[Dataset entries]
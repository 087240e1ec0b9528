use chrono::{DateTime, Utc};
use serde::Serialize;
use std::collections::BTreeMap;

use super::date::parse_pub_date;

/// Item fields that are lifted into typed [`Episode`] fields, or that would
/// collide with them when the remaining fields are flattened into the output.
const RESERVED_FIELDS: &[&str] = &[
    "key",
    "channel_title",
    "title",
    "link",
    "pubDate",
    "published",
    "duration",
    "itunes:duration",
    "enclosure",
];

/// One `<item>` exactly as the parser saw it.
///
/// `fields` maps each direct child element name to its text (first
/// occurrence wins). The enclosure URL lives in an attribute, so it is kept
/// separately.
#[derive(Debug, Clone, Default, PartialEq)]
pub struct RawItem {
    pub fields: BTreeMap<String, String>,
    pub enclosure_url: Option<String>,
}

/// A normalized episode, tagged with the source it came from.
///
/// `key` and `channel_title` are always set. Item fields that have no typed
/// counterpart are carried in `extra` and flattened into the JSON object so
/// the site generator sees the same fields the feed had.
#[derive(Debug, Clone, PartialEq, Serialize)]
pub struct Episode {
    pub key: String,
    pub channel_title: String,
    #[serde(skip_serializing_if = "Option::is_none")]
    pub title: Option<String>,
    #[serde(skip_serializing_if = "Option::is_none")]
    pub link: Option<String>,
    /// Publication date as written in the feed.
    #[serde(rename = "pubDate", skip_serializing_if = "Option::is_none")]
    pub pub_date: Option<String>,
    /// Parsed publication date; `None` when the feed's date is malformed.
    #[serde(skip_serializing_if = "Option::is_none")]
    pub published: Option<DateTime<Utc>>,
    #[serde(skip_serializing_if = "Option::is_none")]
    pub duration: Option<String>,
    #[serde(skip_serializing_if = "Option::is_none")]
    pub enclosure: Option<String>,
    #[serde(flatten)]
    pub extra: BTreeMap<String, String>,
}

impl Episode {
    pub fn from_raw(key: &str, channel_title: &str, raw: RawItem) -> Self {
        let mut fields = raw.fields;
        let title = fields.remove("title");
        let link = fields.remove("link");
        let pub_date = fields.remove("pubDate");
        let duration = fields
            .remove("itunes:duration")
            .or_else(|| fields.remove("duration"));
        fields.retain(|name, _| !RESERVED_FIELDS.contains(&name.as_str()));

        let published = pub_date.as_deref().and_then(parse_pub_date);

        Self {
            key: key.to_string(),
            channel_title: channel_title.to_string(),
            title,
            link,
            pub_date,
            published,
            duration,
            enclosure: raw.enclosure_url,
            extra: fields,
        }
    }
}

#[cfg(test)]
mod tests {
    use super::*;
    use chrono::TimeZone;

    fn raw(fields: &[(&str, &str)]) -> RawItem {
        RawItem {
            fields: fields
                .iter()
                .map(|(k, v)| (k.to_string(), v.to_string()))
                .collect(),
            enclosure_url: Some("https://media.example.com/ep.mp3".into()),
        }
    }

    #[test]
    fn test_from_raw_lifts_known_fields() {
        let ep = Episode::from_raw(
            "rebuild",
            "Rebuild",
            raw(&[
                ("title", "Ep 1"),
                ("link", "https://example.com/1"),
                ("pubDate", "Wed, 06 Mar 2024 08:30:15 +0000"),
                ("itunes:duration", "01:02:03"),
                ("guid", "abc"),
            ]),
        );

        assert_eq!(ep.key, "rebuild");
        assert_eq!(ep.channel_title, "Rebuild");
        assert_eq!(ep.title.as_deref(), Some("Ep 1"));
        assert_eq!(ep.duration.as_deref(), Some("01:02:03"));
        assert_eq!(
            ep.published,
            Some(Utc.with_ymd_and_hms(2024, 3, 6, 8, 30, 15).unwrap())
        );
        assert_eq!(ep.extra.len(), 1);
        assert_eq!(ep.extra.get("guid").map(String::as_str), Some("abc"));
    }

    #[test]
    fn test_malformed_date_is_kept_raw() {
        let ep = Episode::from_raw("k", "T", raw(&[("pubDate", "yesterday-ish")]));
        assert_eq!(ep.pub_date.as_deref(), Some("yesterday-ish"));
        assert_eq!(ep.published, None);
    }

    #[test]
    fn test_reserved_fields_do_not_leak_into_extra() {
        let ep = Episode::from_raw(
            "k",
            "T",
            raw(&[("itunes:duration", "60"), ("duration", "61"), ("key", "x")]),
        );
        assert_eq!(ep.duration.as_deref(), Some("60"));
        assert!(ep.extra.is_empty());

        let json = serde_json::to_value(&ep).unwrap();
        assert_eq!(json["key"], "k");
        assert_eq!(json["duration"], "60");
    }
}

## Task to complete
Your response needs to restate the lines above exactly.

## Task output
repository 087240e1ec0b9528
use chrono::{DateTime, Utc};
use serde::Serialize;
use std::collections::BTreeMap;

use super::date::parse_pub_date;

/// Item fields that are lifted into typed [`Episode`] fields, or that would
/// collide with them when the remaining fields are flattened into the output.
const RESERVED_FIELDS: &[&str] = &[
    "key",
    "channel_title",
    "title",
    "link",
    "pubDate",
    "published",
    "duration",
    "itunes:duration",
    "enclosure",
];

/// One `<item>` exactly as the parser saw it.
///
/// `fields` maps each direct child element name to its text (first
/// occurrence wins). The enclosure URL lives in an attribute, so it is kept
/// separately.
#[derive(Debug, Clone, Default, PartialEq)]
pub struct RawItem {
    pub fields: BTreeMap<String, String>,
    pub enclosure_url: Option<String>,
}

/// A normalized episode, tagged with the source it came from.
///
/// `key` and `channel_title` are always set. Item fields that have no typed
/// counterpart are carried in `extra` and flattened into the JSON object so
/// the site generator sees the same fields the feed had.
#[derive(Debug, Clone, PartialEq, Serialize)]
pub struct Episode {
    pub key: String,
    pub channel_title: String,
    #[serde(skip_serializing_if = "Option::is_none")]
    pub title: Option<String>,
    #[serde(skip_serializing_if = "Option::is_none")]
    pub link: Option<String>,
    /// Publication date as written in the feed.
    #[serde(rename = "pubDate", skip_serializing_if = "Option::is_none")]
    pub pub_date: Option<String>,
    /// Parsed publication date; `None` when the feed's date is malformed.
    #[serde(skip_serializing_if = "Option::is_none")]
    pub published: Option<DateTime<Utc>>,
    #[serde(skip_serializing_if = "Option::is_none")]
    pub duration: Option<String>,
    #[serde(skip_serializing_if = "Option::is_none")]
    pub enclosure: Option<String>,
    #[serde(flatten)]
    pub extra: BTreeMap<String, String>,
}

impl Episode {
    pub fn from_raw(key: &str, channel_title: &str, raw: RawItem) -> Self {
        let mut fields = raw.fields;
        let title = fields.remove("title");
        let link = fields.remove("link");
        let pub_date = fields.remove("pubDate");
        let duration = fields
            .remove("itunes:duration")
            .or_else(|| fields.remove("duration"));
        fields.retain(|name, _| !RESERVED_FIELDS.contains(&name.as_str()));

        let published = pub_date.as_deref().and_then(parse_pub_date);

        Self {
            key: key.to_string(),
            channel_title: channel_title.to_string(),
            title,
            link,
            pub_date,
            published,
            duration,
            enclosure: raw.enclosure_url,
            extra: fields,
        }
    }
}

#[cfg(test)]
mod tests {
    use super::*;
    use chrono::TimeZone;

    fn raw(fields: &[(&str, &str)]) -> RawItem {
        RawItem {
            fields: fields
                .iter()
                .map(|(k, v)| (k.to_string(), v.to_string()))
                .collect(),
            enclosure_url: Some("https://media.example.com/ep.mp3".into()),
        }
    }

    #[test]
    fn test_from_raw_lifts_known_fields() {
        let ep = Episode::from_raw(
            "rebuild",
            "Rebuild",
            raw(&[
                ("title", "Ep 1"),
                ("link", "https://example.com/1"),
                ("pubDate", "Wed, 06 Mar 2024 08:30:15 +0000"),
                ("itunes:duration", "01:02:03"),
                ("guid", "abc"),
            ]),
        );

        assert_eq!(ep.key, "rebuild");
        assert_eq!(ep.channel_title, "Rebuild");
        assert_eq!(ep.title.as_deref(), Some("Ep 1"));
        assert_eq!(ep.duration.as_deref(), Some("01:02:03"));
        assert_eq!(
            ep.published,
            Some(Utc.with_ymd_and_hms(2024, 3, 6, 8, 30, 15).unwrap())
        );
        assert_eq!(ep.extra.len(), 1);
        assert_eq!(ep.extra.get("guid").map(String::as_str), Some("abc"));
    }

    #[test]
    fn test_malformed_date_is_kept_raw() {
        let ep = Episode::from_raw("k", "T", raw(&[("pubDate", "yesterday-ish")]));
        assert_eq!(ep.pub_date.as_deref(), Some("yesterday-ish"));
        assert_eq!(ep.published, None);
    }

    #[test]
    fn test_reserved_fields_do_not_leak_into_extra() {
        let ep = Episode::from_raw(
            "k",
            "T",
            raw(&[("itunes:duration", "60"), ("duration", "61"), ("key", "x")]),
        );
        assert_eq!(ep.duration.as_deref(), Some("60"));
        assert!(ep.extra.is_empty());

        let json = serde_json::to_value(&ep).unwrap();
        assert_eq!(json["key"], "k");
        assert_eq!(json["duration"], "60");
    }
}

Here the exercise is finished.